|I am going to stop youwith the phrase you used "tried to train him in 2010"
Why did you stop?
Training is a lifelong venture. The reason dogs seem untrainable is because people are not consistent with it. Let me tell you about Foxxy. She loves everyone, she gets along with other dogs, she's safe with children, not food aggressive. She is very much like you describe, calm, happy, and loving in her territory, and a neurotic mess on lead.
Why? Because she is very anxious! Every time we have had a bad experience we have been walking on leash. We live in a dog friendly apartment complex, and unfortunately, people take too many liberties with their dogs, and the complex does not crack down in a way that trains people to obey the leash laws. We've now been attacked or harrassed by a pair of boston terriers, 2 different pairs of german shepherds, a mutt that an older lady could not control, and an amstaff that someone was keeping despite restrictions.
It is hard enough for me to remain calm while walking my dogs. I have to be hypervigilant. Feral cats are everywhere, opossums and raccoons roam the night, hawks, falcons, eagles, and owls hunt the epidemic levels of rabbits that live on the property. Bats flutter in the trees. I have to watch for the rabbits because of prey drive. Foxxy will do anything to catch and kill them. She has lived feral in her life, and she knows how to dispatch vermin with a ruthless efficiency, but on leash, her frustration at being prevented from her prey is released in a fit of barking and straining that we would rather avoid. More than once big black dogs have melted out of the darkness, their owners calling for them in the distance.
But I have to remain calm for my dogs. That is my own challenge. It's part of the responsibility of living with Foxxy that she and I must learn to be calm despite bad experiences. She is not as good about it as I am so I have to help her with tools and tricks.
The world is a big and scary place when you are under 10 pounds. It is even more scary when your mind has all sorts of instincts that are developed for the survival of a creature 10 times your actual size. Chihuahuas belong to the pariah clan of dog breeds. The thing to remember about that clan is "survivor." They have strong primitive instincts, and they will readily act on them. They are smart, agile, creative, adaptable and usually loyal to their families. They are greatly affected by their environment. This means for you that you have to give your chihuahua or chi mix structure. It needs to be assured that you, as its family, can protect it. Chihuahuas crave rules and structure, even though they can seem stubborn about them. They are stubborn about them because they need to be absolutely sure that events are in their best interest.

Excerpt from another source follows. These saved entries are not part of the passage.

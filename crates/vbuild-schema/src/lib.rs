//! Shared types for vbuild.
//!
//! Everything in this crate is pure data: no filesystem, network, or
//! process access. The pipeline in `vbuild-core` builds on these.

pub mod arch;
pub mod hash;
pub mod version;

// Re-exports
pub use arch::*;
pub use hash::*;
pub use version::{VersionKey, compare_versions, sort_versions};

Anyway, if the dog is old, and you got him when he was 9, there is a good chance that he has developed his own rules, and he is trying to survive with them. To make him let go of his own rules and accept yours you need to be firm, loving and gentle with the Chihuahua. Muzzles are not a long term solution for them. You are removing it's ability to defend, and that will make it more anxious. If you have it on a leash, and it does not bite you then don't use one. Just tell people no, you can't pet your dog. No, you can't come close with another dog. No, your dog is afraid of children. That's OK to say. Other people need to Respect your boundaries. Treat your dog around others the way people with service animals treat theirs. When the dog is on leash, it is doing it's job. Nobody is to handle it, pay attention to it, and it is not to interact with anything other than you. Assert that. Who cares if they think you're being rude and snobbish. your dog is not here to amuse their every whim. It is here for your pleasure.
I would reccomend a thundershirt and a halti. I would also use calming oils on the collar, like lavender oil, chamomile, and valerian. The halti alone does wonders for pulling, straining, and barking. essential oils and the thundershirt help with anxiety. The idea is to prevent extreme emotions from being trggered. Exxtreme emotions provoke fight, flight, or prey drive instincts. The big ones for a dog are Fear, excitement, and anger.
This starts in the home. don't let your dog gaze out the windows. Don't let it bark at the door. Don't let it greet people at the door either. Don't let the dog charge out the door. Make a ritual out of pre walk. Sit calm, put on the halti, stay seated at the door, wait until you go through, then allow the dog to come. Pause at the top of every staircase and make the dog sit. Never yell at your dog. Trust your dog and be worthy of your dog's trust.
Walks should be calm, orderly, happy outings. If you don't feel safe, the dog will feel exposed. With Chihuahuas, this means time to look for the threat and fight it. It will go for kill more often because it knows that it cannot run faster than a threat that a human is worried about. If you are always worried about what the dog is going to do, you will wind up making a neurotic mess out of your dog.
Consider finding a behaviorist if you just feel that you can't trust your dog. Chis and chi mixes have a 16-20 year lifespan. There is no reason to put it down because it is anxious and reactive about the outside walk.